Peter Rosskothen, chairman of the Greater Springfield Convention and Visitors Bureau, told the commission that regional business officials want to “break the mold that casino patrons stay inside the casino.”

Business leaders will be pressing casino operators to agree to promote local restaurants and regional attractions, he said, “so we can keep people [in the area] for a couple [of] extra days.”

Stephen Crosby, chairman of the Massachusetts Gaming Commission, said in an interview that the panel could require developers to document in their applications how they would cross-promote local attrac­tions.

Before the forum, commissioners saw the first significant public protests at one of their traveling events.

“No dice, Springfield!” shouted gambling opponents who want to keep a casino out of their city.

“Roll the dice, Palmer!” chanted supporters eager to have a casino development in their town, rather than in Springfield.

The protests showed the wide array of competing interests in the casino debate in Western Massachusetts, the only region of the state that currently has a vibrant competition among casino companies. The operators of Mohegan Sun in Connecticut are proposing a casino in Palmer. Four companies have their sights set on Springfield: Ameristar, MGM Resorts, Hard Rock International, and Penn ­National Gaming.
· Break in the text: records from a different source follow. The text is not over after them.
use actix_web::{http, web, App, HttpServer};
use actix_web::dev::Server;
use tracing_actix_web::TracingLogger;
use sqlx::PgPool;
use std::net::TcpListener;
use actix_cors::Cors;

pub mod config;
mod routes;
mod handlers;
pub mod models;
mod middleware;
pub mod db;
pub mod participation;
pub mod telemetry;

use crate::config::jwt::JwtSettings;
use crate::db::{CatalogQueries, PgParticipationStore};
use crate::participation::ParticipationService;
use crate::routes::init_routes;

pub use crate::middleware::auth::Claims;

pub fn run(
    listener: TcpListener,
    db_pool: PgPool,
    jwt_settings: JwtSettings,
    allowed_origins: Vec<String>,
) -> Result<Server, std::io::Error> {
    // Wrap using web::Data, which boils down to an Arc smart pointer
    let db_pool_data = web::Data::new(db_pool.clone());
    let jwt_settings = web::Data::new(jwt_settings);
    let catalog = web::Data::new(CatalogQueries::new(db_pool.clone()));
    let participations = web::Data::new(ParticipationService::new(
        PgParticipationStore::new(db_pool),
    ));

    let server = HttpServer::new(move || {
        let cors = allowed_origins
            .iter()
            .fold(Cors::default(), |cors, origin| cors.allowed_origin(origin))
            .allowed_methods(vec!["GET", "POST", "PUT", "DELETE", "PATCH"])
            .allowed_headers(vec![
                http::header::AUTHORIZATION,
                http::header::ACCEPT,
                http::header::CONTENT_TYPE,
            ])
            .supports_credentials()
            .max_age(3600);

        App::new()
            .wrap(TracingLogger::default())
            .wrap(cors)
            .app_data(db_pool_data.clone())
            .app_data(jwt_settings.clone())
            .app_data(catalog.clone())
            .app_data(participations.clone())
            .configure(init_routes)
    })
    .listen(listener)?
    .run();

    Ok(server)
}
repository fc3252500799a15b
pub mod jwt;
pub mod settings;
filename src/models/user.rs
use serde::{Deserialize, Serialize};
use std::fmt;

/// Role carried in the access token. Tokens are issued by the identity
/// provider; this service only reads them.
#[derive(Debug, Clone, Copy, PartialEq, Eq, Serialize, Deserialize)]
#[serde(rename_all = "lowercase")]
pub enum UserRole {
    Admin,
    Organizer,
    Viewer,
}

impl UserRole {
    /// May create, change and delete tournament data.
    pub fn can_manage(&self) -> bool {
        matches!(self, UserRole::Admin | UserRole::Organizer)
    }
}

impl fmt::Display for UserRole {
    fn fmt(&self, f: &mut fmt::Formatter<'_>) -> fmt::Result {
        match self {
            UserRole::Admin => write!(f, "admin"),
            UserRole::Organizer => write!(f, "organizer"),
            UserRole::Viewer => write!(f, "viewer"),
        }
    }
}
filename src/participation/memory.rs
//! Process-local store with the same constraints as the Postgres schema.
//!
//! Useful wherever a database is not available; every operation runs under a
//! single lock, so bulk inserts are atomic and uniqueness checks cannot race.

use async_trait::async_trait;
use chrono::Utc;
use std::collections::HashMap;
use std::sync::{Mutex, MutexGuard, PoisonError};
use uuid::Uuid;

use crate::models::catalog::{Match, Player, Team, Tournament};
use crate::models::participation::{
    NewParticipation, Participant, ParticipationFilter, ParticipationRecord, ParticipationView,
    Payload, ScoreLine, Unscored,
};
use crate::participation::store::{
    foreign_key_constraint, unique_constraint, ParticipantDirectory, ParticipationStore,
    StoreError,
};

#[derive(Debug, Default)]
struct Catalog {
    tournaments: HashMap<Uuid, Tournament>,
    matches: HashMap<Uuid, Match>,
    teams: HashMap<Uuid, Team>,
    players: HashMap<Uuid, Player>,
}

impl Catalog {
    fn check_references(
        &self,
        table: &str,
        match_id: Uuid,
        participant: &Participant,
    ) -> Result<(), StoreError> {
        let missing = if !self.matches.contains_key(&match_id) {
            Some("match_id")
        } else {
            match participant {
                Participant::Team(id) if !self.teams.contains_key(id) => Some("team_id"),
                Participant::Player(id) if !self.players.contains_key(id) => Some("player_id"),
                _ => None,
            }
        };
        match missing {
            Some(column) => Err(StoreError::ForeignKeyViolation {
                constraint: foreign_key_constraint(table, column),
            }),
            None => Ok(()),
        }
    }

    fn view<P: Clone>(&self, record: &ParticipationRecord<P>) -> Option<ParticipationView<P>> {
        let fixture = self.matches.get(&record.match_id)?;
        let tournament = self.tournaments.get(&fixture.tournament_id)?;
        Some(ParticipationView {
            record: record.clone(),
            tournament_id: tournament.id,
            tournament_name: tournament.name.clone(),
            match_name: fixture.name.clone(),
            scheduled_at: fixture.scheduled_at,
            team_name: record
                .team_id()
                .and_then(|id| self.teams.get(&id))
                .map(|team| team.name.clone()),
            player_name: record
                .player_id()
                .and_then(|id| self.players.get(&id))
                .map(|player| player.name.clone()),
        })
    }
}

#[derive(Debug)]
struct Ledger<P> {
    rows: Vec<ParticipationRecord<P>>,
}

impl<P> Default for Ledger<P> {
    fn default() -> Self {
        Self { rows: Vec::new() }
    }
}

impl<P: Payload> Ledger<P> {
    fn occupied(&self, skip: Option<Uuid>, match_id: Uuid, participant: &Participant) -> bool {
        self.rows.iter().any(|row| {
            Some(row.id) != skip && row.match_id == match_id && row.participant == *participant
        })
    }

    fn insert_all(
        &mut self,
        catalog: &Catalog,
        entries: Vec<NewParticipation<P>>,
    ) -> Result<Vec<ParticipationRecord<P>>, StoreError> {
        let now = Utc::now();
        let mut staged: Vec<ParticipationRecord<P>> = Vec::with_capacity(entries.len());

        for entry in entries {
            catalog.check_references(P::TABLE, entry.match_id, &entry.participant)?;
            let staged_twice = staged
                .iter()
                .any(|row| row.match_id == entry.match_id && row.participant == entry.participant);
            if staged_twice || self.occupied(None, entry.match_id, &entry.participant) {
                return Err(StoreError::UniqueViolation {
                    constraint: unique_constraint(P::TABLE, entry.participant.participant_type()),
                });
            }
            staged.push(ParticipationRecord {
                id: Uuid::new_v4(),
                match_id: entry.match_id,
                participant: entry.participant,
                payload: entry.payload,
                created_at: now,
                updated_at: now,
            });
        }

        self.rows.extend(staged.iter().cloned());
        Ok(staged)
    }

    fn save(
        &mut self,
        catalog: &Catalog,
        record: ParticipationRecord<P>,
    ) -> Result<Option<ParticipationRecord<P>>, StoreError> {
        let Some(index) = self.rows.iter().position(|row| row.id == record.id) else {
            return Ok(None);
        };
        catalog.check_references(P::TABLE, record.match_id, &record.participant)?;
        if self.occupied(Some(record.id), record.match_id, &record.participant) {
            return Err(StoreError::UniqueViolation {
                constraint: unique_constraint(P::TABLE, record.participant.participant_type()),
            });
        }

        let stored = &mut self.rows[index];
        stored.match_id = record.match_id;
        stored.participant = record.participant;
        stored.payload = record.payload;
        stored.updated_at = Utc::now();
        Ok(Some(stored.clone()))
    }

    fn delete_where(&mut self, keep: impl Fn(&ParticipationRecord<P>) -> bool) -> u64 {
        let before = self.rows.len();
        self.rows.retain(|row| keep(row));
        (before - self.rows.len()) as u64
    }
}

#[derive(Debug, Default)]
struct State {
    catalog: Catalog,
    participants: Ledger<Unscored>,
    scores: Ledger<ScoreLine>,
}

#[derive(Debug, Default)]
pub struct InMemoryStore {
    state: Mutex<State>,
}

impl InMemoryStore {
    pub fn new() -> Self {
        Self::default()
    }

    fn lock(&self) -> MutexGuard<'_, State> {
        self.state.lock().unwrap_or_else(PoisonError::into_inner)
    }

    pub fn add_tournament(&self, name: &str) -> Tournament {
        let now = Utc::now();
        let tournament = Tournament {
            id: Uuid::new_v4(),
            name: name.to_string(),
            created_at: now,
            updated_at: now,
        };
        self.lock()
            .catalog
            .tournaments
            .insert(tournament.id, tournament.clone());
        tournament
    }

    pub fn add_match(&self, tournament_id: Uuid, name: &str) -> Result<Match, StoreError> {
        let mut state = self.lock();
        if !state.catalog.tournaments.contains_key(&tournament_id) {
            return Err(StoreError::ForeignKeyViolation {
                constraint: foreign_key_constraint("matches", "tournament_id"),
            });
        }
        let now = Utc::now();
        let fixture = Match {
            id: Uuid::new_v4(),
            tournament_id,
            name: name.to_string(),
            scheduled_at: None,
            created_at: now,
            updated_at: now,
        };
        state.catalog.matches.insert(fixture.id, fixture.clone());
        Ok(fixture)
    }

    pub fn add_team(&self, name: &str) -> Team {
        let now = Utc::now();
        let team = Team {
            id: Uuid::new_v4(),
            name: name.to_string(),
            created_at: now,
            updated_at: now,
        };
        self.lock().catalog.teams.insert(team.id, team.clone());
        team
    }

    pub fn add_player(&self, name: &str, team_id: Option<Uuid>) -> Result<Player, StoreError> {
        let mut state = self.lock();
        if let Some(team_id) = team_id {
            if !state.catalog.teams.contains_key(&team_id) {
                return Err(StoreError::ForeignKeyViolation {
                    constraint: foreign_key_constraint("players", "team_id"),
                });
            }
        }
        let now = Utc::now();
        let player = Player {
            id: Uuid::new_v4(),
            name: name.to_string(),
            team_id,
            created_at: now,
            updated_at: now,
        };
        state.catalog.players.insert(player.id, player.clone());
        Ok(player)
    }

    /// Remove a match together with its participants and scores.
    pub fn delete_match(&self, match_id: Uuid) -> bool {
        let mut state = self.lock();
        if state.catalog.matches.remove(&match_id).is_none() {
            return false;
        }
        state.participants.delete_where(|row| row.match_id != match_id);
        state.scores.delete_where(|row| row.match_id != match_id);
        true
    }
}

#[async_trait]
impl ParticipantDirectory for InMemoryStore {
    async fn match_exists(&self, match_id: Uuid) -> Result<bool, StoreError> {
        Ok(self.lock().catalog.matches.contains_key(&match_id))
    }

    async fn team_exists(&self, team_id: Uuid) -> Result<bool, StoreError> {
        Ok(self.lock().catalog.teams.contains_key(&team_id))
    }

    async fn player_exists(&self, player_id: Uuid) -> Result<bool, StoreError> {
        Ok(self.lock().catalog.players.contains_key(&player_id))
    }
}

macro_rules! ledger_store {
    ($payload:ty, $ledger:ident) => {
        #[async_trait]
        impl ParticipationStore<$payload> for InMemoryStore {
            async fn insert_all(
                &self,
                entries: Vec<NewParticipation<$payload>>,
            ) -> Result<Vec<ParticipationRecord<$payload>>, StoreError> {
                let mut state = self.lock();
                let State { catalog, $ledger: ledger, .. } = &mut *state;
                ledger.insert_all(catalog, entries)
            }

            async fn find(
                &self,
                id: Uuid,
            ) -> Result<Option<ParticipationRecord<$payload>>, StoreError> {
                let state = self.lock();
                Ok(state.$ledger.rows.iter().find(|row| row.id == id).cloned())
            }

            async fn find_view(
                &self,
                id: Uuid,
            ) -> Result<Option<ParticipationView<$payload>>, StoreError> {
                let state = self.lock();
                Ok(state
                    .$ledger
                    .rows
                    .iter()
                    .find(|row| row.id == id)
                    .and_then(|row| state.catalog.view(row)))
            }

            async fn list_views(
                &self,
                filter: ParticipationFilter,
            ) -> Result<Vec<ParticipationView<$payload>>, StoreError> {
                let state = self.lock();
                Ok(state
                    .$ledger
                    .rows
                    .iter()
                    .filter(|row| filter.matches(row))
                    .filter_map(|row| state.catalog.view(row))
                    .collect())
            }

            async fn save(
                &self,
                record: ParticipationRecord<$payload>,
            ) -> Result<Option<ParticipationRecord<$payload>>, StoreError> {
                let mut state = self.lock();
                let State { catalog, $ledger: ledger, .. } = &mut *state;
                ledger.save(catalog, record)
            }

            async fn delete(&self, id: Uuid) -> Result<bool, StoreError> {
                Ok(self.lock().$ledger.delete_where(|row| row.id != id) > 0)
            }

            async fn delete_by_match(&self, match_id: Uuid) -> Result<u64, StoreError> {
                Ok(self
                    .lock()
                    .$ledger
                    .delete_where(|row| row.match_id != match_id))
            }
        }
    };
}

ledger_store!(Unscored, participants);
ledger_store!(ScoreLine, scores);
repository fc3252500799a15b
use secrecy::SecretString;
use serde::Deserialize;

/// Secret used to verify HS256 access tokens.
#[derive(Debug, Deserialize)]
pub struct JwtSettings {
    pub secret: SecretString,
}

impl JwtSettings {
    pub fn new(secret: String) -> Self {
        Self {
            secret: SecretString::new(secret.into_boxed_str()),
        }
    }
}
“If we have to have a casino in the area, let it go to Palmer,” said Michele Lamountain, a Springfield resident demonstrating against the gambling proposals in her city.

James St. Amand of Palmer was one of several dozen demonstrators sporting a pale yellow “Palmer First” T-shirt, in support of the Mohegan Sun proposal for a resort casino in the town.

“We need the revenue so we can rehire police, fire, and school teachers and reduce taxes,” he said.